Background: Integration of family planning and immunization services provides an opportunity to meet women's need for postpartum family planning and infants' vaccination needs through client-centered care, while reducing financial and opportunity costs for families. The United States Agency for International Development's Maternal and Child Survival Program (MCSP) supported the Liberia Ministry of Health to scale up integrated family planning and immunization services as part of a broader service delivery and health systems recovery program after the Ebola epidemic.
Methods: We conducted a mixed-methods program evaluation in 22 health facilities in Grand Bassa and Lofa counties. Family planning uptake and immunization dropout rates at project sites were compared to rates at 18 matched health facilities in the same counties. We conducted 34 focus group discussions with community members and 43 key informant interviews with health care providers and managers to explore quality of care and contextual factors affecting provision and use of integrated services including postpartum family planning.
Results: From November 2016 to July 2017, 1,066 women accepted referrals from immunization to family planning counseling (10% of all vaccinator-caregiver interactions); the majority of women who were referred (75%) accepted a family planning method the same day. Trends indicated slightly higher family planning uptake in intervention over nonintervention facilities, but differences were not statistically significant. Pentavalent vaccine dropout rates did not increase in intervention compared to nonintervention facilities indicating no negative impact on utilization of immunization services. Clients and providers expressed that the integrated services reduced costs and time for the clients, educated mothers about postpartum family planning, and ensured infants were completing their vaccinations. Providers expressed the need for increased human resources to meet the elevated demand for family planning counseling services and additional focus on community-level social and behavior change activities. Both groups emphasized that social stigma and norms about postpartum sexual abstinence prevented many women from seeking postpartum family planning services.

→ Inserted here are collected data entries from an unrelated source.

use std::path::{Path, PathBuf};
use std::time::Duration;

use chrono::{DateTime, Utc};
use serde::Serialize;
use strum::{Display, EnumString};
use thiserror::Error;

pub const PDF_MIME: &str = "application/pdf";
pub const PPTX_MIME: &str =
    "application/vnd.openxmlformats-officedocument.presentationml.presentation";
pub const DOCX_MIME: &str =
    "application/vnd.openxmlformats-officedocument.wordprocessingml.document";

/// Formats the engine can be asked to produce.
#[derive(Debug, Clone, Copy, PartialEq, Eq, Hash, Display, EnumString, Serialize)]
#[strum(serialize_all = "lowercase")]
#[serde(rename_all = "lowercase")]
pub enum TargetFormat {
    Pdf,
    Pptx,
    Docx,
}

impl TargetFormat {
    /// File extension (without the dot) the engine writes for this format.
    pub fn extension(self) -> &'static str {
        match self {
            TargetFormat::Pdf => "pdf",
            TargetFormat::Pptx => "pptx",
            TargetFormat::Docx => "docx",
        }
    }

    pub fn mime_type(self) -> &'static str {
        match self {
            TargetFormat::Pdf => PDF_MIME,
            TargetFormat::Pptx => PPTX_MIME,
            TargetFormat::Docx => DOCX_MIME,
        }
    }
}

/// Coarse classification of an uploaded document.
///
/// Only used to pick an import filter; the engine does its own format
/// detection for everything else.
#[derive(Debug, Clone, Copy, PartialEq, Eq, Display, EnumString)]
#[strum(serialize_all = "lowercase")]
pub enum SourceKind {
    Pdf,
    Pptx,
    Docx,
    Other,
}

impl SourceKind {
    /// Classify by negotiated mime type first, then by the file extension.
    pub fn detect(mime_type: &str, file_name: &str) -> Self {
        let essence = mime_type
            .split(';')
            .next()
            .unwrap_or("")
            .trim()
            .to_ascii_lowercase();

        match essence.as_str() {
            PDF_MIME => return SourceKind::Pdf,
            PPTX_MIME => return SourceKind::Pptx,
            DOCX_MIME => return SourceKind::Docx,
            _ => {}
        }

        let extension = Path::new(file_name)
            .extension()
            .and_then(|e| e.to_str())
            .map(str::to_ascii_lowercase);

        match extension.as_deref() {
            Some("pdf") => SourceKind::Pdf,
            Some("pptx") => SourceKind::Pptx,
            Some("docx") => SourceKind::Docx,
            _ => SourceKind::Other,
        }
    }
}

/// The fixed set of conversions exposed over HTTP.
#[derive(Debug, Clone, Copy, PartialEq, Eq, Display, EnumString)]
pub enum ConversionRoute {
    #[strum(serialize = "pptx-to-pdf")]
    PptxToPdf,
    #[strum(serialize = "pdf-to-pptx")]
    PdfToPptx,
    #[strum(serialize = "docx-to-pdf")]
    DocxToPdf,
    #[strum(serialize = "pdf-to-docx")]
    PdfToDocx,
}

impl ConversionRoute {
    pub const ALL: [ConversionRoute; 4] = [
        ConversionRoute::PptxToPdf,
        ConversionRoute::PdfToPptx,
        ConversionRoute::DocxToPdf,
        ConversionRoute::PdfToDocx,
    ];

    /// Source kind the route is declared for.
    pub fn source(self) -> SourceKind {
        match self {
            ConversionRoute::PptxToPdf => SourceKind::Pptx,
            ConversionRoute::DocxToPdf => SourceKind::Docx,
            ConversionRoute::PdfToPptx | ConversionRoute::PdfToDocx => SourceKind::Pdf,
        }
    }

    pub fn target(self) -> TargetFormat {
        match self {
            ConversionRoute::PptxToPdf | ConversionRoute::DocxToPdf => TargetFormat::Pdf,
            ConversionRoute::PdfToPptx => TargetFormat::Pptx,
            ConversionRoute::PdfToDocx => TargetFormat::Docx,
        }
    }
}

/// An upload that has already been written to its allocated path.
#[derive(Debug, Clone)]
pub struct UploadedFile {
    /// Name as sent by the client (unsanitized; never used as a path).
    pub original_name: String,
    pub mime_type: String,
    pub size_bytes: u64,
    pub path: PathBuf,
}

/// One conversion call. Lives for a single HTTP request.
#[derive(Debug, Clone)]
pub struct ConversionRequest {
    pub upload: Option<UploadedFile>,
    pub target: TargetFormat,
    /// Explicit engine import filter, overriding the built-in table.
    pub filter_hint: Option<String>,
    /// Source kind implied by the route, used when the upload is unlabeled.
    pub declared_source: Option<SourceKind>,
}

impl ConversionRequest {
    pub fn new(upload: Option<UploadedFile>, target: TargetFormat) -> Self {
        Self {
            upload,
            target,
            filter_hint: None,
            declared_source: None,
        }
    }

    /// Build a request for one of the HTTP routes.
    pub fn for_route(route: ConversionRoute, upload: Option<UploadedFile>) -> Self {
        Self {
            upload,
            target: route.target(),
            filter_hint: None,
            declared_source: Some(route.source()),
        }
    }

    pub fn with_filter_hint(mut self, hint: Option<String>) -> Self {
        self.filter_hint = hint;
        self
    }

    pub fn source_kind(&self) -> SourceKind {
        let detected = self
            .upload
            .as_ref()
            .map(|u| SourceKind::detect(&u.mime_type, &u.original_name))
            .unwrap_or(SourceKind::Other);

        match (detected, self.declared_source) {
            (SourceKind::Other, Some(declared)) => declared,
            (detected, _) => detected,
        }
    }

    /// Name offered to the client for the converted file.
    pub fn download_name(&self) -> Option<String> {
        self.upload
            .as_ref()
            .map(|u| download_name(&u.original_name, self.target))
    }
}

/// `report.final.pptx` → `report.final.pdf`; path components and characters
/// unsafe in a `Content-Disposition` header are dropped.
pub fn download_name(original_name: &str, target: TargetFormat) -> String {
    let base = original_name
        .rsplit(['/', '\\'])
        .next()
        .unwrap_or(original_name);

    let stem = match base.rfind('.') {
        Some(idx)
            if idx > 0
                && idx + 1 < base.len()
                && base[idx + 1..]
                    .chars()
                    .all(|c| c.is_alphanumeric() || c == '_') =>
        {
            &base[..idx]
        }
        _ => base,
    };

    let cleaned: String = stem
        .chars()
        .filter(|c| !c.is_control() && *c != '"' && *c != '\\')
        .collect();
    let cleaned = cleaned.trim();

    let stem = if cleaned.is_empty() { "converted" } else { cleaned };
    format!("{stem}.{}", target.extension())
}

/// Reject filter hints the engine could misread as extra options.
pub fn validate_filter_hint(hint: &str) -> Result<(), ConversionError> {
    let valid = !hint.is_empty()
        && hint.len() <= 128
        && !hint.starts_with('-')
        && hint
            .chars()
            .all(|c| c.is_ascii_alphanumeric() || matches!(c, '_' | ' ' | ':' | '.' | '-'));

    if valid {
        Ok(())
    } else {
        Err(ConversionError::InvalidFilterHint {
            hint: hint.chars().take(64).collect(),
        })
    }
}

/// Lifecycle of a single [`ConversionJob`](crate::runtime::runner::ConversionJob).
#[derive(Debug, Clone, PartialEq, Eq)]
pub enum JobState {
    Running,
    Succeeded,
    Failed { reason: String },
    TimedOut,
}

/// Readiness phase of the conversion engine.
#[derive(Debug, Clone, Copy, PartialEq, Eq, Default, Display, Serialize)]
#[strum(serialize_all = "lowercase")]
#[serde(rename_all = "lowercase")]
pub enum WarmPhase {
    #[default]
    Cold,
    Warming,
    Warmed,
}

/// Non-blocking snapshot of the warm state, for health reporting.
#[derive(Debug, Clone, Serialize)]
pub struct WarmStatus {
    pub phase: WarmPhase,
    pub last_warm_start: Option<DateTime<Utc>>,
    pub last_warm_end: Option<DateTime<Utc>>,
    pub last_error: Option<String>,
}

/// Result of one warm operation, shared by every caller that joined it.
#[derive(Debug, Clone, PartialEq, Eq)]
pub enum WarmOutcome {
    Warmed,
    Failed { reason: String },
}

impl WarmOutcome {
    pub fn phase(&self) -> WarmPhase {
        match self {
            WarmOutcome::Warmed => WarmPhase::Warmed,
            WarmOutcome::Failed { .. } => WarmPhase::Cold,
        }
    }
}

/// Errors produced by the conversion core.
#[derive(Debug, Clone, PartialEq, Eq, Error)]
pub enum ConversionError {
    /// The request carried no file, or the file is gone from disk.
    #[error("no file provided")]
    NoFileProvided,

    /// The upload exceeded the configured size limit.
    #[error("upload exceeds the {limit_bytes} byte limit")]
    PayloadTooLarge { limit_bytes: u64 },

    /// The caller's filter hint contains characters the engine must not see.
    #[error("invalid filter hint '{hint}'")]
    InvalidFilterHint { hint: String },

    /// The engine could not be started or exited non-zero.
    #[error("conversion process failed: {reason}")]
    ConversionProcessFailed { reason: String },

    /// The engine ran past its deadline and was killed.
    #[error("conversion timed out after {}s", .after.as_secs())]
    ConversionTimedOut { after: Duration },

    /// The engine exited cleanly but left no output behind.
    #[error("engine exited cleanly but produced no .{extension} file")]
    OutputArtifactMissing { extension: String },

    /// The warm-up probe failed. Conversions still proceed.
    #[error("engine warm-up failed: {reason}")]
    WarmUpFailed { reason: String },

    /// A temp artifact could not be removed. Logged only.
    #[error("failed to remove {}: {reason}", .path.display())]
    CleanupFailed { path: PathBuf, reason: String },

    #[error("{context}: {message}")]
    Io { context: String, message: String },
}

impl ConversionError {
    pub fn io(context: impl Into<String>, err: std::io::Error) -> Self {
        ConversionError::Io {
            context: context.into(),
            message: err.to_string(),
        }
    }

    /// Stable, machine-readable class name.
    pub fn code(&self) -> &'static str {
        match self {
            ConversionError::NoFileProvided => "no_file_provided",
            ConversionError::PayloadTooLarge { .. } => "payload_too_large",
            ConversionError::InvalidFilterHint { .. } => "invalid_filter_hint",
            ConversionError::ConversionProcessFailed { .. } => "conversion_process_failed",
            ConversionError::ConversionTimedOut { .. } => "conversion_timed_out",
            ConversionError::OutputArtifactMissing { .. } => "output_artifact_missing",
            ConversionError::WarmUpFailed { .. } => "warm_up_failed",
            ConversionError::CleanupFailed { .. } => "cleanup_failed",
            ConversionError::Io { .. } => "io_error",
        }
    }
}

Conclusion: Although scaling up integrated family planning-immunization services may be programmatically feasible and acceptable to clients and providers, the intervention's success and ability to understand and quantify impact are driven by the effect of contextual factors and fidelity to the intervention approach. Contextual factors need to be understood before implementation, measured during implementation, and addressed throughout implementation to maximize the approach's impact on service utilization and health outcomes.
© Nelson et al.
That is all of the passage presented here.